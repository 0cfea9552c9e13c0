//! Independent interpreters on separate threads sharing one catalog

mod common;

use std::sync::Arc;
use std::thread;

use common::*;
use tether_core::{pool, Bridge, BridgeOptions};
use tether_sdk::{HostValue, TypeCatalog};

#[test]
fn test_bridges_on_threads_share_catalog() {
    let catalog = Arc::new(TypeCatalog::new());
    catalog.register(&math_type());
    catalog.register(&counter_type());

    let workers: Vec<_> = (0..4)
        .map(|n| {
            let catalog = catalog.clone();
            thread::spawn(move || {
                let mut bridge = Bridge::with_catalog(BridgeOptions::default(), catalog).unwrap();
                let math = bridge.translator().catalog().get("Demo.Math").unwrap();
                bridge.register_type(&math).unwrap();

                let mut total = 0.0;
                for i in 0..50 {
                    let out = bridge
                        .call_function("Demo.Math.add", &[HostValue::I32(n), HostValue::I32(i)])
                        .unwrap();
                    total += out[0].as_f64().unwrap_or_default();
                }
                total
            })
        })
        .collect();

    let totals: Vec<f64> = workers.into_iter().map(|w| w.join().unwrap()).collect();
    for (n, total) in totals.iter().enumerate() {
        let expected = (0..50).map(|i| (n as i32 + i) as f64).sum::<f64>();
        assert_eq!(*total, expected);
    }
}

#[test]
fn test_detached_bridge_leaves_pool() {
    let id = {
        let bridge = Bridge::new().unwrap();
        let id = bridge.state().id();
        assert!(pool().find(id).is_some());
        id
    };
    assert!(pool().find(id).is_none());
}

#[test]
fn test_host_objects_cross_threads() {
    let ty = counter_type();
    let counter = new_counter(&ty, 0);

    let handles: Vec<_> = (0..3)
        .map(|_| {
            let ty = ty.clone();
            let counter = counter.clone();
            thread::spawn(move || {
                let mut bridge = Bridge::new().unwrap();
                bridge.register_type(&ty).unwrap();
                bridge.set("c", counter).unwrap();
                script(&mut bridge, "bump", |s| {
                    s.get_global("c")?;
                    let c = s.top();
                    for _ in 0..10 {
                        method_call(s, c, "Increment", &[], 0)?;
                    }
                    Ok(0)
                });
                bridge.call_function("bump", &[]).unwrap();
            })
        })
        .collect();
    for h in handles {
        h.join().unwrap();
    }

    let payload = counter.as_object().unwrap().downcast::<Counter>().unwrap();
    assert_eq!(payload.value.load(std::sync::atomic::Ordering::SeqCst), 30);
}
//! Logging utilities for the bridge
//!
//! Structured `tracing` events under a handful of targets:
//! `registry` (handle lifetime), `members` (reflection and cache misses),
//! `resolver` (overload rejection), `adapter` (type synthesis) and
//! `dispatch` (errors raised into scripts).

pub use tracing::{debug, error, info, trace, warn, Level};

/// Initialize logging from `TETHER_LOG`, falling back to `RUST_LOG`.
///
/// Calling it more than once is harmless.
pub fn init_logging() {
    use tracing_subscriber::{fmt, EnvFilter};

    let filter = EnvFilter::try_from_env("TETHER_LOG")
        .or_else(|_| EnvFilter::try_from_default_env())
        .unwrap_or_else(|_| {
            #[cfg(debug_assertions)]
            {
                EnvFilter::new("tether_core=debug")
            }
            #[cfg(not(debug_assertions))]
            {
                EnvFilter::new("tether_core=warn")
            }
        });

    fmt().with_env_filter(filter).compact().try_init().ok();
}

/// Log a handle allocation
#[inline]
pub fn log_intern(index: u32, generation: u32, type_name: &str) {
    trace!(target: "registry", index, generation, type_name, "interned object");
}

/// Log a handle retirement
#[inline]
pub fn log_retire(index: u32, generation: u32) {
    trace!(target: "registry", index, generation, "retired handle");
}

/// Log a member cache miss
#[inline]
pub fn log_member_miss(type_name: &str, member: &str, found: &str) {
    debug!(target: "members", type_name, member, found, "reflected member");
}

/// Log a rejected overload candidate
#[inline]
pub fn log_candidate_rejected(method: &str, param: usize) {
    trace!(target: "resolver", method, param, "candidate rejected");
}

/// Log adapter type synthesis
#[inline]
pub fn log_adapter_built(target: &str, methods: usize) {
    debug!(target: "adapter", adapted = target, methods, "synthesized adapter type");
}

/// Log a bridge attaching to an interpreter
#[inline]
pub fn log_attached(state: u64, helpers: bool) {
    debug!(target: "dispatch", state, helpers, "bridge attached");
}

/// Log an error raised into a script
#[inline]
pub fn log_raise(message: &str, location: &str) {
    debug!(target: "dispatch", message, location, "raising script error");
}
//! Tether script runtime
//!
//! The embedded interpreter half of the bridge. This crate provides:
//! - A stack-indexed value API (`ScriptState`) in the style of classic
//!   embeddable interpreters (1-based and negative indices)
//! - Tables with metatables, weak-valued tables and raw access
//! - Native closures, protected calls and error raising with call-site location
//! - A registry for pinning values across calls
//! - Userdata with deferred `__gc` finalization
//! - Coroutine stacks (`xmove`) and a call/return/line debug hook
//!
//! There is no compiler: script functions are closures written against the
//! stack API, optionally tagged with a chunk name so frames report locations.

#![warn(missing_docs)]
#![warn(rust_2018_idioms)]

pub mod gc;
pub mod state;
pub mod table;
pub mod value;

pub use gc::GcStats;
pub use state::{
    ArithOp, CompareOp, Hook, HookEvent, HookMask, RegistryKey, ScriptState, StateId,
    MAX_CALL_DEPTH,
};
pub use value::{FunctionRef, ScriptType, TableRef, ThreadRef, UserDataRef, Value};

/// Script execution errors.
///
/// A raised error carries the script value that was thrown; protected calls
/// push that value back onto the stack.
#[derive(Debug, Clone, thiserror::Error)]
pub enum ScriptError {
    /// An error value raised by script or native code
    #[error("{}", describe_error(.0))]
    Runtime(Value),

    /// Call depth exceeded
    #[error("stack overflow")]
    StackOverflow,
}

impl ScriptError {
    /// Raise a plain string message
    pub fn message(msg: impl Into<String>) -> Self {
        ScriptError::Runtime(Value::from(msg.into()))
    }

    /// The value a protected call pushes for this error
    pub fn value(&self) -> Value {
        match self {
            ScriptError::Runtime(v) => v.clone(),
            ScriptError::StackOverflow => Value::from("stack overflow"),
        }
    }
}

fn describe_error(value: &Value) -> String {
    match value {
        Value::String(s) => s.to_string(),
        Value::Integer(_) | Value::Number(_) => value.to_string(),
        other => format!("(error object is a {} value)", other.type_name()),
    }
}

/// Script execution result
pub type ScriptResult<T> = Result<T, ScriptError>;
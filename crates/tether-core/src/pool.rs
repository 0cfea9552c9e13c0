//! Translator lookup by interpreter identity
//!
//! Host code threads its `Bridge` (and so its `Translator`) explicitly.
//! The pool only serves the interpreter's raw callbacks, which receive
//! nothing but a `ScriptState` and must recover the owning context from
//! its id. Bridges on different threads insert and remove concurrently.

use std::sync::Arc;

use dashmap::DashMap;
use once_cell::sync::Lazy;
use tether_script::StateId;

use crate::translator::Translator;

/// Concurrent map from interpreter id to its translator
#[derive(Default)]
pub struct TranslatorPool {
    map: DashMap<StateId, Arc<Translator>>,
}

static POOL: Lazy<TranslatorPool> = Lazy::new(TranslatorPool::default);

/// The process-wide pool
pub fn pool() -> &'static TranslatorPool {
    &POOL
}

impl TranslatorPool {
    /// Register a translator under its interpreter id
    pub fn add(&self, translator: Arc<Translator>) {
        self.map.insert(translator.state_id(), translator);
    }

    /// Translator of the interpreter `id`
    pub fn find(&self, id: StateId) -> Option<Arc<Translator>> {
        self.map.get(&id).map(|t| t.clone())
    }

    /// Forget the interpreter `id`
    pub fn remove(&self, id: StateId) -> Option<Arc<Translator>> {
        self.map.remove(&id).map(|(_, t)| t)
    }

    /// Number of registered interpreters
    pub fn len(&self) -> usize {
        self.map.len()
    }

    /// True when nothing is registered
    pub fn is_empty(&self) -> bool {
        self.map.is_empty()
    }
}
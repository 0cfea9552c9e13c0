//! Tether SDK - host reflection model
//!
//! This crate describes the statically typed side of the bridge:
//! - Types (`HostType`) built with `TypeBuilder`, including interfaces,
//!   enums, delegates, arrays and nullables
//! - Members with closures as bodies, parameter modes (in/ref/out), defaults
//!   and params arrays, plus script-facing tags (hidden, renamed, non-public)
//! - Values (`HostValue`), shared objects and arrays, delegates and events
//! - `ScriptRef` handles that keep script values pinned from host code
//! - A `TypeCatalog` of named types and extension methods
//!
//! # Example
//!
//! ```ignore
//! use tether_sdk::{types, HostValue, MethodInfo, ParamInfo, TypeBuilder};
//!
//! let math = TypeBuilder::class("Demo.Math")
//!     .method(
//!         MethodInfo::new("add", &types::i32())
//!             .param(ParamInfo::new("a", &types::i32()))
//!             .param(ParamInfo::new("b", &types::i32()))
//!             .as_static()
//!             .body(|inv| Ok(HostValue::I32((inv.arg_i64(0)? + inv.arg_i64(1)?) as i32))),
//!     )
//!     .build();
//! ```

#![warn(missing_docs)]
#![warn(rust_2018_idioms)]

pub mod builder;
pub mod catalog;
pub mod error;
pub mod event;
pub mod members;
pub mod script_ref;
pub mod types;
pub mod value;

pub use builder::TypeBuilder;
pub use catalog::TypeCatalog;
pub use error::{HostError, HostException, HostResult};
pub use event::HostEvent;
pub use members::{
    Binding, EventInfo, FieldInfo, Invocation, Invoked, MemberAttrs, MemberQuery, MethodBody,
    MethodInfo, ParamInfo, ParamMode, PropertyInfo, Visibility,
};
pub use script_ref::{ReleaseQueue, ScriptRef, ScriptRefKind};
pub use types::{HostType, HostTypeId, Primitive, TypeKind, TypeRef};
pub use value::{Delegate, EnumValue, HostArray, HostObject, HostValue};
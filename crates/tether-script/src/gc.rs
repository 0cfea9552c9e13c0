//! Deferred userdata finalization
//!
//! Userdata with a metatable is not finalized when its last reference drops.
//! The payload and metatable are parked in the owning state's queue and the
//! `__gc` metamethod runs on the next `collect_garbage` call, against a fresh
//! userdata that wraps the same payload.

use std::any::Any;
use std::cell::RefCell;

use crate::value::TableRef;

pub(crate) struct PendingFinalizer {
    pub(crate) payload: Box<dyn Any>,
    pub(crate) metatable: TableRef,
}

#[derive(Default)]
pub(crate) struct FinalizerQueue {
    pending: RefCell<Vec<PendingFinalizer>>,
}

impl FinalizerQueue {
    pub(crate) fn push(&self, item: PendingFinalizer) {
        self.pending.borrow_mut().push(item);
    }

    pub(crate) fn drain(&self) -> Vec<PendingFinalizer> {
        std::mem::take(&mut *self.pending.borrow_mut())
    }

    pub(crate) fn len(&self) -> usize {
        self.pending.borrow().len()
    }
}

/// Outcome of a collection cycle
#[derive(Debug, Clone, Copy, Default, PartialEq, Eq)]
pub struct GcStats {
    /// Finalizers that ran to completion
    pub finalized: usize,
    /// Finalizers that raised an error
    pub failed: usize,
}
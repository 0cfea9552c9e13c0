//! Host-side handles to pinned script values
//!
//! A `ScriptRef` names a registry slot of one interpreter instance. Host code
//! may keep it on any thread; dropping the last clone does not touch the
//! interpreter directly but queues the slot, and the owning engine unpins
//! queued slots the next time it runs on that interpreter.

use std::fmt;
use std::sync::Arc;

use parking_lot::Mutex;
use tether_script::{RegistryKey, ScriptState, StateId};

use crate::error::{HostError, HostResult};

/// Which kind of script value a handle pins
#[derive(Debug, Clone, Copy, PartialEq, Eq, Hash)]
pub enum ScriptRefKind {
    /// A table
    Table,
    /// A function
    Function,
    /// Userdata
    UserData,
    /// A coroutine
    Thread,
}

/// Registry slots whose last host handle was dropped
#[derive(Debug)]
pub struct ReleaseQueue {
    state: StateId,
    pending: Mutex<Vec<RegistryKey>>,
}

impl ReleaseQueue {
    /// Create the queue for one interpreter instance
    pub fn new(state: StateId) -> Arc<Self> {
        Arc::new(Self {
            state,
            pending: Mutex::new(Vec::new()),
        })
    }

    /// Interpreter the queued keys belong to
    pub fn state(&self) -> StateId {
        self.state
    }

    /// Unpin every queued slot
    pub fn drain_into(&self, state: &mut ScriptState) -> usize {
        let keys = std::mem::take(&mut *self.pending.lock());
        let n = keys.len();
        for key in keys {
            state.release_reference(key);
        }
        n
    }

    /// Number of slots waiting to be unpinned
    pub fn len(&self) -> usize {
        self.pending.lock().len()
    }

    /// True when nothing is queued
    pub fn is_empty(&self) -> bool {
        self.pending.lock().is_empty()
    }
}

struct Pinned {
    key: RegistryKey,
    kind: ScriptRefKind,
    queue: Arc<ReleaseQueue>,
}

impl Drop for Pinned {
    fn drop(&mut self) {
        self.queue.pending.lock().push(self.key);
    }
}

/// Handle to a pinned script table, function, userdata or thread
#[derive(Clone)]
pub struct ScriptRef(Arc<Pinned>);

impl ScriptRef {
    /// Wrap a registry key obtained from `ScriptState::reference`
    pub fn new(key: RegistryKey, kind: ScriptRefKind, queue: &Arc<ReleaseQueue>) -> Self {
        ScriptRef(Arc::new(Pinned {
            key,
            kind,
            queue: queue.clone(),
        }))
    }

    /// Pinned value kind
    pub fn kind(&self) -> ScriptRefKind {
        self.0.kind
    }

    /// Registry slot
    pub fn key(&self) -> RegistryKey {
        self.0.key
    }

    /// Owning interpreter
    pub fn state_id(&self) -> StateId {
        self.0.queue.state
    }

    /// Same pinned slot
    pub fn same_slot(&self, other: &ScriptRef) -> bool {
        self.state_id() == other.state_id() && self.key() == other.key()
    }

    /// Push the pinned value onto `state`
    pub fn push(&self, state: &mut ScriptState) -> HostResult<()> {
        if state.id() != self.state_id() {
            return Err(HostError::ArgumentError(format!(
                "script reference belongs to {}, not {}",
                self.state_id(),
                state.id()
            )));
        }
        state.push_reference(self.0.key);
        Ok(())
    }
}

impl fmt::Debug for ScriptRef {
    fn fmt(&self, f: &mut fmt::Formatter<'_>) -> fmt::Result {
        write!(
            f,
            "ScriptRef({:?}, {}, slot {})",
            self.0.kind,
            self.state_id(),
            self.0.key.as_usize()
        )
    }
}

#[cfg(test)]
mod tests {
    use super::*;

    #[test]
    fn test_last_drop_queues_release() {
        let mut state = ScriptState::new();
        let queue = ReleaseQueue::new(state.id());
        state.new_table();
        let key = state.reference();
        let r = ScriptRef::new(key, ScriptRefKind::Table, &queue);
        let copy = r.clone();
        drop(r);
        assert!(queue.is_empty());
        drop(copy);
        assert_eq!(queue.len(), 1);
        assert_eq!(queue.drain_into(&mut state), 1);
        assert_eq!(state.reference_count(), 0);
    }

    #[test]
    fn test_push_rejects_foreign_state() {
        let mut state = ScriptState::new();
        let mut other = ScriptState::new();
        let queue = ReleaseQueue::new(state.id());
        state.push_integer(1);
        let r = ScriptRef::new(state.reference(), ScriptRefKind::Table, &queue);
        assert!(r.push(&mut other).is_err());
        r.push(&mut state).unwrap();
        assert_eq!(state.to_integer(-1), Some(1));
    }
}
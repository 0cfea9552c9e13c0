//! Bridge error types
//!
//! `BridgeError` is what host callers see. Inside the dispatch layer every
//! operation returns `Fault`, which is either a bridge failure still to be
//! raised into the script, or a script error already unwinding from deeper
//! in a re-entrant call chain.

use std::fmt;

use tether_script::ScriptError;
use tether_sdk::{HostError, HostException};

/// Result type for host-facing bridge operations
pub type BridgeResult<T> = Result<T, BridgeError>;

/// Error raised into a script, as seen from host code.
///
/// Script code that catches it with a protected call sees an object with
/// `Message`, `Source`, `IsHostException` and `InnerMessage` members.
#[derive(Debug, Clone)]
pub struct ScriptException {
    /// Error message
    pub message: String,
    /// `chunk:line: ` of the script call site, or empty
    pub source: String,
    /// Host failure that caused the error
    pub inner: Option<HostError>,
    /// Interpreter traceback, when enabled
    pub traceback: Option<String>,
}

impl ScriptException {
    /// A script-originated error
    pub fn new(message: impl Into<String>, source: impl Into<String>) -> Self {
        Self {
            message: message.into(),
            source: source.into(),
            inner: None,
            traceback: None,
        }
    }

    /// Whether the error was thrown by host code
    pub fn is_host_exception(&self) -> bool {
        matches!(self.inner, Some(HostError::Exception(_)))
            || self
                .inner
                .as_ref()
                .and_then(HostError::host_exception)
                .is_some()
    }

    /// The original host exception, if any
    pub fn host_exception(&self) -> Option<&HostException> {
        self.inner.as_ref().and_then(HostError::host_exception)
    }

    /// The error as host code sees it after a call back into the script failed
    pub fn into_host_error(self) -> HostError {
        HostError::Script {
            message: self.message,
            location: self.source,
            cause: self.inner.map(Box::new),
        }
    }
}

impl fmt::Display for ScriptException {
    fn fmt(&self, f: &mut fmt::Formatter<'_>) -> fmt::Result {
        write!(f, "{}{}", self.source, self.message)?;
        if let Some(tb) = &self.traceback {
            write!(f, "\n{}", tb)?;
        }
        Ok(())
    }
}

impl std::error::Error for ScriptException {}

/// Bridge errors
#[derive(Debug, Clone, thiserror::Error)]
pub enum BridgeError {
    /// Name not found after every fallback
    #[error("unknown member name {member} on {type_name}")]
    UnknownMember {
        /// Type searched
        type_name: String,
        /// Requested name
        member: String,
    },

    /// No overload of a method group accepted the arguments
    #[error("invalid arguments to method call {type_name}.{method}")]
    NoMatchingOverload {
        /// Declaring type
        type_name: String,
        /// Method group name
        method: String,
    },

    /// No constructor accepted the arguments
    #[error("{type_name}: no constructor matches the given arguments")]
    NoConstructor {
        /// Type being constructed
        type_name: String,
    },

    /// A value could not be converted on an explicit assignment
    #[error("invalid value for {target}: expected {expected}, got {found}")]
    Coercion {
        /// Member or slot being assigned
        target: String,
        /// Expected host type
        expected: String,
        /// Script type found
        found: String,
    },

    /// No operator overload on either operand
    #[error("operator {op} not supported on {type_name}")]
    OperatorNotSupported {
        /// Operator metamethod
        op: &'static str,
        /// Operand type
        type_name: String,
    },

    /// A static method was called on an instance
    #[error("Can't pass instance to static method {method}")]
    StaticThroughInstance {
        /// Method name
        method: String,
    },

    /// An instance method was called without its receiver
    #[error("instance method {method} called without a receiver (use ':')")]
    MissingReceiver {
        /// Method name
        method: String,
    },

    /// Member exists but cannot be assigned
    #[error("{member} on {type_name} cannot be assigned")]
    ReadOnly {
        /// Type
        type_name: String,
        /// Member
        member: String,
    },

    /// Member exists but cannot be read
    #[error("{member} on {type_name} cannot be read")]
    WriteOnly {
        /// Type
        type_name: String,
        /// Member
        member: String,
    },

    /// Array index outside bounds
    #[error("index {index} outside array of length {len}")]
    IndexOutOfRange {
        /// Requested index
        index: i64,
        /// Array length
        len: usize,
    },

    /// Value cannot be called
    #[error("{type_name} is not callable")]
    NotCallable {
        /// Type of the value
        type_name: String,
    },

    /// Abstract types cannot be constructed
    #[error("cannot instantiate abstract type {type_name}")]
    Abstract {
        /// Type
        type_name: String,
    },

    /// Object handle was retired
    #[error("object handle {0} is no longer valid")]
    StaleHandle(String),

    /// A script reference was used with an interpreter that does not own it
    #[error("script reference belongs to another interpreter")]
    ForeignReference,

    /// No bridge is attached to the interpreter
    #[error("no bridge attached to {0}")]
    Detached(String),

    /// Path lookup failed
    #[error("{0} is not a table")]
    NotATable(String),

    /// Host member failed
    #[error("{0}")]
    Host(#[from] HostError),

    /// Script raised an error
    #[error("{0}")]
    Script(ScriptException),

    /// Invalid configuration
    #[error("invalid configuration: {0}")]
    Config(String),
}

/// Internal failure inside a dispatch operation
#[derive(Debug)]
pub enum Fault {
    /// Failure to raise into the script
    Bridge(BridgeError),
    /// Error already raised by the interpreter
    Unwind(ScriptError),
}

impl From<BridgeError> for Fault {
    fn from(e: BridgeError) -> Self {
        Fault::Bridge(e)
    }
}

impl From<ScriptError> for Fault {
    fn from(e: ScriptError) -> Self {
        Fault::Unwind(e)
    }
}

impl From<HostError> for Fault {
    fn from(e: HostError) -> Self {
        Fault::Bridge(BridgeError::Host(e))
    }
}

impl Fault {
    /// Collapse into a host error, for failures surfacing inside host code
    pub fn into_host_error(self) -> HostError {
        match self {
            Fault::Bridge(BridgeError::Host(h)) => h,
            Fault::Bridge(BridgeError::Script(exc)) => exc.into_host_error(),
            Fault::Bridge(other) => HostError::ArgumentError(other.to_string()),
            Fault::Unwind(e) => HostError::Script {
                message: e.to_string(),
                location: String::new(),
                cause: None,
            },
        }
    }
}

/// Dispatch result
pub type FaultResult<T> = Result<T, Fault>;

#[cfg(test)]
mod tests {
    use super::*;

    #[test]
    fn test_script_exception_display() {
        let mut e = ScriptException::new("boom", "main.lua:4: ");
        assert_eq!(e.to_string(), "main.lua:4: boom");
        e.traceback = Some("stack traceback:".into());
        assert!(e.to_string().ends_with("\nstack traceback:"));
        assert!(!e.is_host_exception());
    }

    #[test]
    fn test_host_exception_detection() {
        let mut e = ScriptException::new("x", "");
        e.inner = Some(HostError::exception("Io", "disk"));
        assert!(e.is_host_exception());
        e.inner = Some(HostError::ArgumentError("bad".into()));
        assert!(!e.is_host_exception());
    }

    #[test]
    fn test_static_message_wording() {
        let e = BridgeError::StaticThroughInstance { method: "Parse".into() };
        assert_eq!(e.to_string(), "Can't pass instance to static method Parse");
    }
}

▶ Work to be completed: Copy out, from the listing above, every line that contains the word "registered".

▶ Response area:
    /// Number of registered interpreters
    /// True when nothing is registered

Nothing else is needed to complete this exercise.